Uma boa gestão de risco possibilita a prevenção de perdas no mercado varejista
Nos últimos anos o mercado varejista passou a dar uma atenção maior à gestão de riscos para prevenção de perdas. E não poderia ser diferente, pois o prejuízo é muito grande. Só para se ter uma ideia, no setor de supermercados as perdas em 2015 totalizaram nada menos do que R$ 10 bilhões, ou 2,26% do total faturado segundo levantamento da Associação Brasileira de Supermercados. Em outros setores as perdas em relação ao faturamento também são significativas de acordo com levantamento da Sociedade Brasileira de Consumo de Varejo, ficando em 1,19% na construção civil; quase 1% nas perfumarias; 0,86% nas farmácias e drogarias; 1% no comércio de roupas e 0,6% nas livrarias.
Com uma boa gestão de riscos, o varejo consegue conhecer o panorama de perdas em toda a cadeia produtiva e saber a real noção do tamanho do problema. No caso específico dos supermercados pesquisas da Abras apontam que as maiores perdas vêm de furtos externos realizados por pessoas que entram nas lojas se passando por clientes com o objetivo de furtar produtos, sem fazer mal a terceiros; furtos internos feitos por colaboradores que, normalmente, usufruem da confiança e furtam bens, valores e mercadorias da empresa; erros Administrativos causados por digitações erradas de notas fiscais, registros inadequados nos sistemas, mas em geral não são erros intencionais; por quebra operacional relacionada a produtos vencidos ou impróprios para consumo, como latas, frutas e verduras amassadas; por erros de inventário e até por fornecedores.

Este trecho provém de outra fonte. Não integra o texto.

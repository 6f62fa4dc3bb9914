//! Analysis modules.
//!
//! The pure aggregation primitives live in `aggregator`; `series` applies
//! them to a results store to build chart data for each problem.

pub mod aggregator;
pub mod error;
pub mod series;

pub use aggregator::*;
pub use error::AggregateError;
pub use series::{build_problem, select_problems, AggregationSettings, SeriesBuilder};
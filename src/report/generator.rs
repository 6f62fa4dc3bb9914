//! Summary report generation.
//!
//! This module renders the summary of an aggregation run as Markdown or
//! JSON, and chart data documents as JSON.

use crate::models::{
    AlgorithmSummary, Chart, ProblemOutcomeSummary, ReportMetadata, SkippedSeries, SummaryReport,
};
use anyhow::Result;

/// Generate a complete Markdown report.
pub fn generate_markdown_report(report: &SummaryReport) -> String {
    let mut output = String::new();

    // Title
    output.push_str("# Convergence Summary\n\n");

    output.push_str(&generate_metadata_section(&report.metadata));
    output.push_str(&generate_table_of_contents(report));

    for problem in &report.problems {
        output.push_str(&generate_problem_section(problem));
    }

    output.push_str(&generate_skipped_section(&report.skipped));
    output.push_str(&generate_footer());

    output
}

/// Generate the metadata section.
fn generate_metadata_section(metadata: &ReportMetadata) -> String {
    let mut section = String::new();

    section.push_str("## Metadata\n\n");
    section.push_str(&format!("- **Results File:** `{}`\n", metadata.input));
    section.push_str(&format!(
        "- **Generated:** {}\n",
        metadata.generated_at.format("%Y-%m-%d %H:%M:%S UTC")
    ));
    section.push_str(&format!(
        "- **Suboptimality:** {} (reference: {})\n",
        metadata.mode, metadata.reference
    ));

    let sizes: Vec<String> = [
        ("stages", metadata.nstages),
        ("scenarios", metadata.nscenarios),
        ("workers", metadata.nworkers),
    ]
    .iter()
    .filter_map(|(name, value)| value.map(|v| format!("{} {}", v, name)))
    .collect();
    if !sizes.is_empty() {
        section.push_str(&format!("- **Experiment:** {}\n", sizes.join(", ")));
    }

    section.push_str(&format!("- **Problems:** {}\n", metadata.problems));
    section.push_str(&format!("- **Charts Written:** {}\n", metadata.charts_written));
    section.push_str(&format!("- **Duration:** {:.2}s\n", metadata.duration_seconds));
    section.push('\n');

    section
}

fn anchor(name: &str) -> String {
    name.replace(['/', '.', ' ', '_'], "-").to_lowercase()
}

/// Generate the table of contents.
fn generate_table_of_contents(report: &SummaryReport) -> String {
    let mut toc = String::new();

    toc.push_str("## Table of Contents\n\n");
    toc.push_str("- [Metadata](#metadata)\n");

    for problem in &report.problems {
        toc.push_str(&format!("- [{}](#{})\n", problem.problem, anchor(&problem.problem)));
    }

    if !report.skipped.is_empty() {
        toc.push_str("- [Skipped Series](#skipped-series)\n");
    }

    toc.push('\n');

    toc
}

fn format_value(value: Option<f64>) -> String {
    match value {
        Some(v) => format!("{:.4e}", v),
        None => "-".to_string(),
    }
}

/// Generate the section for one problem.
fn generate_problem_section(problem: &ProblemOutcomeSummary) -> String {
    let mut section = String::new();

    section.push_str(&format!("## {} {{#{}}}\n\n", problem.problem, anchor(&problem.problem)));

    if problem.algorithms.is_empty() {
        section.push_str("No series were produced for this problem.\n\n");
        return section;
    }

    section.push_str(
        "| Algorithm | Runs | Checkpoints | Final | Best | Time (s) | Envelope | Final Spread |\n",
    );
    section.push_str("|:---|:---:|:---:|:---:|:---:|:---:|:---:|:---:|\n");

    for algorithm in &problem.algorithms {
        section.push_str(&generate_algorithm_row(algorithm));
    }
    section.push('\n');

    section
}

/// Generate a table row for one algorithm.
fn generate_algorithm_row(summary: &AlgorithmSummary) -> String {
    let elapsed = summary
        .elapsed_seconds
        .map(|t| format!("{:.2}", t))
        .unwrap_or_else(|| "-".to_string());

    format!(
        "| {} (`{}`) | {} | {} | {} | {} | {} | {} | {} |\n",
        summary.label,
        summary.algorithm,
        summary.runs,
        summary.checkpoints,
        format_value(summary.final_suboptimality),
        format_value(summary.best_suboptimality),
        elapsed,
        summary.envelope_length,
        format_value(summary.final_spread),
    )
}

/// Generate the skipped series section.
fn generate_skipped_section(skipped: &[SkippedSeries]) -> String {
    if skipped.is_empty() {
        return String::new();
    }

    let mut section = String::new();

    section.push_str("## Skipped Series\n\n");
    section.push_str("| Series | Reason |\n");
    section.push_str("|:---|:---|\n");

    for skip in skipped {
        section.push_str(&format!("| {} | {} |\n", skip.target(), skip.reason));
    }
    section.push('\n');

    section
}

/// Generate the report footer.
fn generate_footer() -> String {
    let mut footer = String::new();

    footer.push_str("---\n\n");
    footer.push_str(&format!(
        "*Report generated by rphtrace v{}*\n",
        env!("CARGO_PKG_VERSION")
    ));

    footer
}

/// Generate a JSON report.
pub fn generate_json_report(report: &SummaryReport) -> Result<String> {
    serde_json::to_string_pretty(report).map_err(Into::into)
}

/// Generate the JSON document for one chart.
pub fn generate_chart_json(chart: &Chart) -> Result<String> {
    serde_json::to_string_pretty(chart).map_err(Into::into)
}
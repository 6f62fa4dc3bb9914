//! Aggregation failures.

use thiserror::Error;

/// Why a series could not be aggregated.
#[derive(Debug, Clone, PartialEq, Eq, Error)]
pub enum AggregateError {
    /// A problem, algorithm, run or attribute is absent from the store.
    #[error("missing key `{key}` in {scope}")]
    MissingKey { scope: String, key: String },

    /// The reference objective value is zero.
    #[error("reference objective value is zero, suboptimality is undefined")]
    DivisionByZero,

    /// Objective and time samples of one run are not index-aligned.
    #[error("run `{run}` has {values} objective samples but {times} time samples")]
    ShapeMismatch {
        run: String,
        values: usize,
        times: usize,
    },

    /// Nothing to aggregate.
    #[error("no runs to aggregate")]
    NoRuns,

    /// The problem's entry exists but could not be read.
    #[error("results for problem `{problem}` are malformed: {reason}")]
    Malformed { problem: String, reason: String },
}

impl AggregateError {
    pub fn missing(scope: impl Into<String>, key: impl Into<String>) -> Self {
        Self::MissingKey {
            scope: scope.into(),
            key: key.into(),
        }
    }
}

Mas, o que se vê hoje, mesmo em meio à crise, é que até pequenos e médios varejistas estão buscando alternativas. Uma delas é justamente a contratação de profissionais com experiência em prevenção de perdas como pontapé inicial para implantação de um departamento voltado exclusivamente ao controle das perdas.
Conforme os resultados vão aparecendo, o departamento vai ganhando corpo e se consolidando na organização. Estima-se que num período entre 12 e 18 meses já há ganhos significativos para a empresa que investe em prevenção em termos de resultado. A partir de 24 meses, o nível de maturidade desse departamento já é alto o bastante para ser um ponto de apoio entre o ponto de venda e os demais departamentos da empresa.
E, embora as expectativas para a economia não sejam favoráveis para 2017, as empresas que tiverem e mantiverem em sua estrutura um departamento de prevenção de perdas bem consolidado, certamente estarão um passo à frente as demais.